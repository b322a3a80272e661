//! Sample-independent precomputation shared by cells of one configuration.
//!
//! Much of a cell depends only on the [`CellConfig`]: the fit operator, the
//! sub-cell boxes and quadrature points, and the shape function table. A
//! [`CellTemplate`] computes these once and then builds any number of
//! [`Cell`]s from corner samples. Stiffness densities are evaluated per build
//! and only where the cell is occupied, so memory stays linear in the number
//! of sub-cells.

use nalgebra::{DMatrix, SVector};
use tracing::{debug, trace};

use crate::cell::Cell;
use crate::clip::Bounds;
use crate::config::CellConfig;
use crate::dirichlet;
use crate::energy::{self, stiffness_at};
use crate::error::{CellError, CellResult};
use crate::fit::BoundaryFitter;
use crate::lattice::{SampleGrid, corner_count, shape_value};
use crate::sample;

/// Precomputed data for building cells with a fixed configuration.
#[derive(Debug, Clone, PartialEq)]
pub struct CellTemplate<const D: usize> {
    config: CellConfig,
    grid: SampleGrid<D>,
    fitter: BoundaryFitter<D>,
    bounds: Vec<Bounds>,
    /// Quadrature point of each sub-cell.
    centers: Vec<SVector<f64, D>>,
    /// `shape_values[(s, k)] = φ_k(center_s)`.
    shape_values: DMatrix<f64>,
}

impl<const D: usize> CellTemplate<D> {
    /// Validate `config` and precompute the sample-independent data.
    ///
    /// # Errors
    ///
    /// Returns an error if the configuration is invalid or `D` is not 2 or 3.
    pub fn new(config: &CellConfig) -> CellResult<Self> {
        if D != 2 && D != 3 {
            return Err(CellError::UnsupportedDimension(D));
        }
        config.validate()?;

        let grid = SampleGrid::<D>::new(config.edge_sample_num)?;
        let lame_lambda = config.material.lame_lambda();
        let lame_mu = config.material.lame_mu();

        let bounds: Vec<Bounds> = (0..grid.count()).map(|s| grid.bounds(s)).collect();
        let centers: Vec<SVector<f64, D>> = (0..grid.count()).map(|s| grid.center(s)).collect();
        let shape_values = DMatrix::from_fn(grid.count(), corner_count(D), |s, corner| {
            shape_value(corner, &centers[s])
        });

        debug!(
            dim = D,
            edge_sample_num = config.edge_sample_num,
            samples = grid.count(),
            lame_lambda,
            lame_mu,
            "prepared cut-cell template"
        );

        Ok(Self {
            config: *config,
            grid,
            fitter: BoundaryFitter::new(),
            bounds,
            centers,
            shape_values,
        })
    }

    /// The configuration this template was prepared for.
    #[must_use]
    pub const fn config(&self) -> &CellConfig {
        &self.config
    }

    /// The sub-cell lattice.
    #[must_use]
    pub const fn grid(&self) -> &SampleGrid<D> {
        &self.grid
    }

    /// Energy matrix of a cell that is occupied everywhere.
    #[must_use]
    pub fn uncut_energy_matrix(&self) -> DMatrix<f64> {
        let weight = self.grid.sample_volume();
        let dofs = D * corner_count(D);
        let material = &self.config.material;
        self.centers.iter().fold(DMatrix::zeros(dofs, dofs), |total, center| {
            total + stiffness_at(center, material.lame_lambda(), material.lame_mu()) * weight
        })
    }

    /// Build a cell from its corner samples.
    ///
    /// # Errors
    ///
    /// Returns [`CellError::CornerCountMismatch`] if `sdf_at_corners` does not
    /// hold `2^D` values, or [`CellError::NonFiniteSample`] if any value is
    /// NaN or infinite.
    pub fn build(&self, sdf_at_corners: &[f64]) -> CellResult<Cell<D>> {
        let corners = corner_count(D);
        if sdf_at_corners.len() != corners {
            return Err(CellError::corner_count(corners, sdf_at_corners.len()));
        }
        if let Some((index, &value)) = sdf_at_corners
            .iter()
            .enumerate()
            .find(|(_, value)| !value.is_finite())
        {
            return Err(CellError::NonFiniteSample { index, value });
        }

        let fit = self.fitter.fit(sdf_at_corners);
        let geometry = sample::integrate(&self.bounds, &fit);
        let material = &self.config.material;
        let energy = energy::assemble(
            &self.centers,
            material.lame_lambda(),
            material.lame_mu(),
            &geometry,
        );
        let dirichlet = dirichlet::assemble(&self.shape_values, &geometry);

        let cell = Cell::from_parts(
            self.config,
            self.grid,
            sdf_at_corners.to_vec(),
            fit,
            geometry,
            energy,
            dirichlet,
        );
        trace!(
            area = cell.area(),
            boundary_area = cell.boundary_area(),
            kind = ?cell.kind(),
            degenerate = cell.is_degenerate(),
            "built cut cell"
        );
        Ok(cell)
    }
}
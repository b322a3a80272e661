//! Corner and sub-cell indexing for the unit cell.
//!
//! The cell occupies `[0, 1]^D` in local coordinates. Corners and sub-cells
//! are enumerated with the first axis toggling fastest:
//!
//! ```text
//!     2 ----------- 3
//!     |             |
//!  y  |             |
//!  ^  |             |
//!  |  0 ----------- 1
//!  +--> x
//! ```
//!
//! Corner `k` sits at `x_a = (k >> a) & 1`. Sub-cell `(i_0, .., i_{D-1})` has
//! flat index `i_0 + m·i_1 + m²·i_2`, where `m` is the number of sub-cells
//! per axis.

use nalgebra::{DVector, SVector};

use crate::clip::Bounds;
use crate::error::{CellError, CellResult};

/// Number of corners of a `dim`-dimensional cell.
#[must_use]
pub const fn corner_count(dim: usize) -> usize {
    1 << dim
}

/// Whether corner `corner` sits on the upper side of `axis`.
#[must_use]
pub const fn corner_bit(corner: usize, axis: usize) -> bool {
    (corner >> axis) & 1 == 1
}

/// Position of a corner in cell-local coordinates.
#[must_use]
pub fn corner_position<const D: usize>(corner: usize) -> SVector<f64, D> {
    SVector::from_fn(|axis, _| if corner_bit(corner, axis) { 1.0 } else { 0.0 })
}

/// Value of the bilinear (2D) or trilinear (3D) shape function of a corner.
#[must_use]
pub fn shape_value<const D: usize>(corner: usize, point: &SVector<f64, D>) -> f64 {
    (0..D)
        .map(|axis| linear_factor(corner_bit(corner, axis), point[axis]))
        .product()
}

/// Gradient of the shape function of a corner.
#[must_use]
pub fn shape_gradient<const D: usize>(corner: usize, point: &SVector<f64, D>) -> SVector<f64, D> {
    SVector::from_fn(|axis, _| {
        let slope = if corner_bit(corner, axis) { 1.0 } else { -1.0 };
        (0..D)
            .filter(|&other| other != axis)
            .map(|other| linear_factor(corner_bit(corner, other), point[other]))
            .product::<f64>()
            * slope
    })
}

#[inline]
fn linear_factor(upper: bool, t: f64) -> f64 {
    if upper { t } else { 1.0 - t }
}

/// Regular `m^D` lattice of sub-cells covering the unit cell.
#[derive(Debug, Clone, Copy, PartialEq, Eq)]
pub struct SampleGrid<const D: usize> {
    edge_sample_num: usize,
    count: usize,
}

impl<const D: usize> SampleGrid<D> {
    /// Create a lattice with `edge_sample_num` sub-cells per axis.
    ///
    /// # Errors
    ///
    /// Returns [`CellError::InvalidSampleCount`] if `edge_sample_num` is zero
    /// or the total sub-cell count overflows `usize`.
    pub fn new(edge_sample_num: usize) -> CellResult<Self> {
        let count = u32::try_from(D)
            .ok()
            .and_then(|dim| edge_sample_num.checked_pow(dim))
            .filter(|&count| count > 0)
            .ok_or(CellError::InvalidSampleCount(edge_sample_num))?;

        Ok(Self {
            edge_sample_num,
            count,
        })
    }

    /// Number of sub-cells per axis.
    #[must_use]
    pub const fn edge_sample_num(&self) -> usize {
        self.edge_sample_num
    }

    /// Total number of sub-cells.
    #[must_use]
    pub const fn count(&self) -> usize {
        self.count
    }

    /// Number of sub-cells along each axis.
    #[must_use]
    pub const fn nums(&self) -> [usize; D] {
        [self.edge_sample_num; D]
    }

    /// Edge length of a sub-cell.
    #[must_use]
    #[allow(clippy::cast_precision_loss)]
    pub fn spacing(&self) -> f64 {
        1.0 / self.edge_sample_num as f64
    }

    /// Volume of a single sub-cell.
    #[must_use]
    #[allow(clippy::cast_precision_loss)]
    pub fn sample_volume(&self) -> f64 {
        1.0 / self.count as f64
    }

    /// Flatten a multi-index, or `None` if any component is out of range.
    #[must_use]
    pub fn flat_index(&self, index: &[usize; D]) -> Option<usize> {
        let mut flat = 0;
        for &i in index.iter().rev() {
            if i >= self.edge_sample_num {
                return None;
            }
            flat = flat * self.edge_sample_num + i;
        }
        Some(flat)
    }

    /// Expand a flat index into its multi-index.
    #[must_use]
    pub fn multi_index(&self, mut flat: usize) -> [usize; D] {
        let mut index = [0; D];
        for i in &mut index {
            *i = flat % self.edge_sample_num;
            flat /= self.edge_sample_num;
        }
        index
    }

    /// Axis-aligned bounds of a sub-cell.
    #[must_use]
    #[allow(clippy::cast_precision_loss)]
    pub fn bounds(&self, flat: usize) -> Bounds {
        let h = self.spacing();
        let index = self.multi_index(flat);
        let lo = DVector::from_iterator(D, index.iter().map(|&i| i as f64 * h));
        let hi = DVector::from_iterator(D, index.iter().map(|&i| (i + 1) as f64 * h));
        Bounds::new(lo, hi)
    }

    /// Center of a sub-cell, used as its quadrature point.
    #[must_use]
    #[allow(clippy::cast_precision_loss)]
    pub fn center(&self, flat: usize) -> SVector<f64, D> {
        let h = self.spacing();
        let index = self.multi_index(flat);
        SVector::from_fn(|axis, _| (index[axis] as f64 + 0.5) * h)
    }
}

#[cfg(test)]
mod tests {
    use super::*;
    use approx::assert_relative_eq;
    use nalgebra::Vector2;

    #[test]
    fn test_corner_positions() {
        assert_eq!(corner_count(2), 4);
        assert_eq!(corner_count(3), 8);
        assert_eq!(corner_position::<2>(1), Vector2::new(1.0, 0.0));
        assert_eq!(corner_position::<2>(2), Vector2::new(0.0, 1.0));
        assert_eq!(corner_position::<3>(6)[2], 1.0);
    }

    #[test]
    fn test_shape_functions_interpolate_corners() {
        for corner in 0..8 {
            let at = corner_position::<3>(corner);
            for other in 0..8 {
                let expected = if corner == other { 1.0 } else { 0.0 };
                assert_relative_eq!(shape_value(other, &at), expected);
            }
        }
    }

    #[test]
    fn test_shape_functions_partition_unity() {
        let point = Vector2::new(0.3, 0.8);
        let sum: f64 = (0..4).map(|k| shape_value(k, &point)).sum();
        assert_relative_eq!(sum, 1.0, epsilon = 1e-14);

        let gradient_sum = (0..4).fold(Vector2::zeros(), |acc, k| acc + shape_gradient(k, &point));
        assert_relative_eq!(gradient_sum.norm(), 0.0, epsilon = 1e-14);
    }

    #[test]
    fn test_shape_gradient_matches_difference() {
        let point = nalgebra::Vector3::new(0.2, 0.45, 0.7);
        let eps = 1e-6;
        for corner in 0..8 {
            let gradient = shape_gradient(corner, &point);
            for axis in 0..3 {
                let mut plus = point;
                let mut minus = point;
                plus[axis] += eps;
                minus[axis] -= eps;
                let fd = (shape_value(corner, &plus) - shape_value(corner, &minus)) / (2.0 * eps);
                assert_relative_eq!(gradient[axis], fd, epsilon = 1e-8);
            }
        }
    }

    #[test]
    fn test_sample_grid_indexing() {
        let grid = SampleGrid::<3>::new(4).unwrap();
        assert_eq!(grid.count(), 64);
        assert_eq!(grid.nums(), [4, 4, 4]);

        for flat in 0..grid.count() {
            let index = grid.multi_index(flat);
            assert_eq!(grid.flat_index(&index), Some(flat));
        }
        assert_eq!(grid.flat_index(&[1, 0, 0]), Some(1));
        assert_eq!(grid.flat_index(&[0, 1, 0]), Some(4));
        assert_eq!(grid.flat_index(&[4, 0, 0]), None);
    }

    #[test]
    fn test_sample_grid_geometry() {
        let grid = SampleGrid::<2>::new(4).unwrap();
        assert_relative_eq!(grid.spacing(), 0.25);
        assert_relative_eq!(grid.sample_volume(), 0.0625);

        let bounds = grid.bounds(5);
        assert_eq!(bounds.lo().as_slice(), &[0.25, 0.25]);
        assert_eq!(bounds.hi().as_slice(), &[0.5, 0.5]);
        assert_eq!(grid.center(5), Vector2::new(0.375, 0.375));
    }

    #[test]
    fn test_sample_grid_rejects_zero() {
        assert_eq!(
            SampleGrid::<2>::new(0),
            Err(CellError::InvalidSampleCount(0))
        );
    }
}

### Exercise prompt
Taking the material above, extract exactly and only the lines from the line with "return Err(CellError::UnsupportedDimension(D));" to the line with "let centers: Vec<SVector<f64, D>>", inclusive of both.

### Solution to the exercise
            return Err(CellError::UnsupportedDimension(D));
        }
        config.validate()?;

        let grid = SampleGrid::<D>::new(config.edge_sample_num)?;
        let lame_lambda = config.material.lame_lambda();
        let lame_mu = config.material.lame_mu();

        let bounds: Vec<Bounds> = (0..grid.count()).map(|s| grid.bounds(s)).collect();
        let centers: Vec<SVector<f64, D>> = (0..grid.count()).map(|s| grid.center(s)).collect();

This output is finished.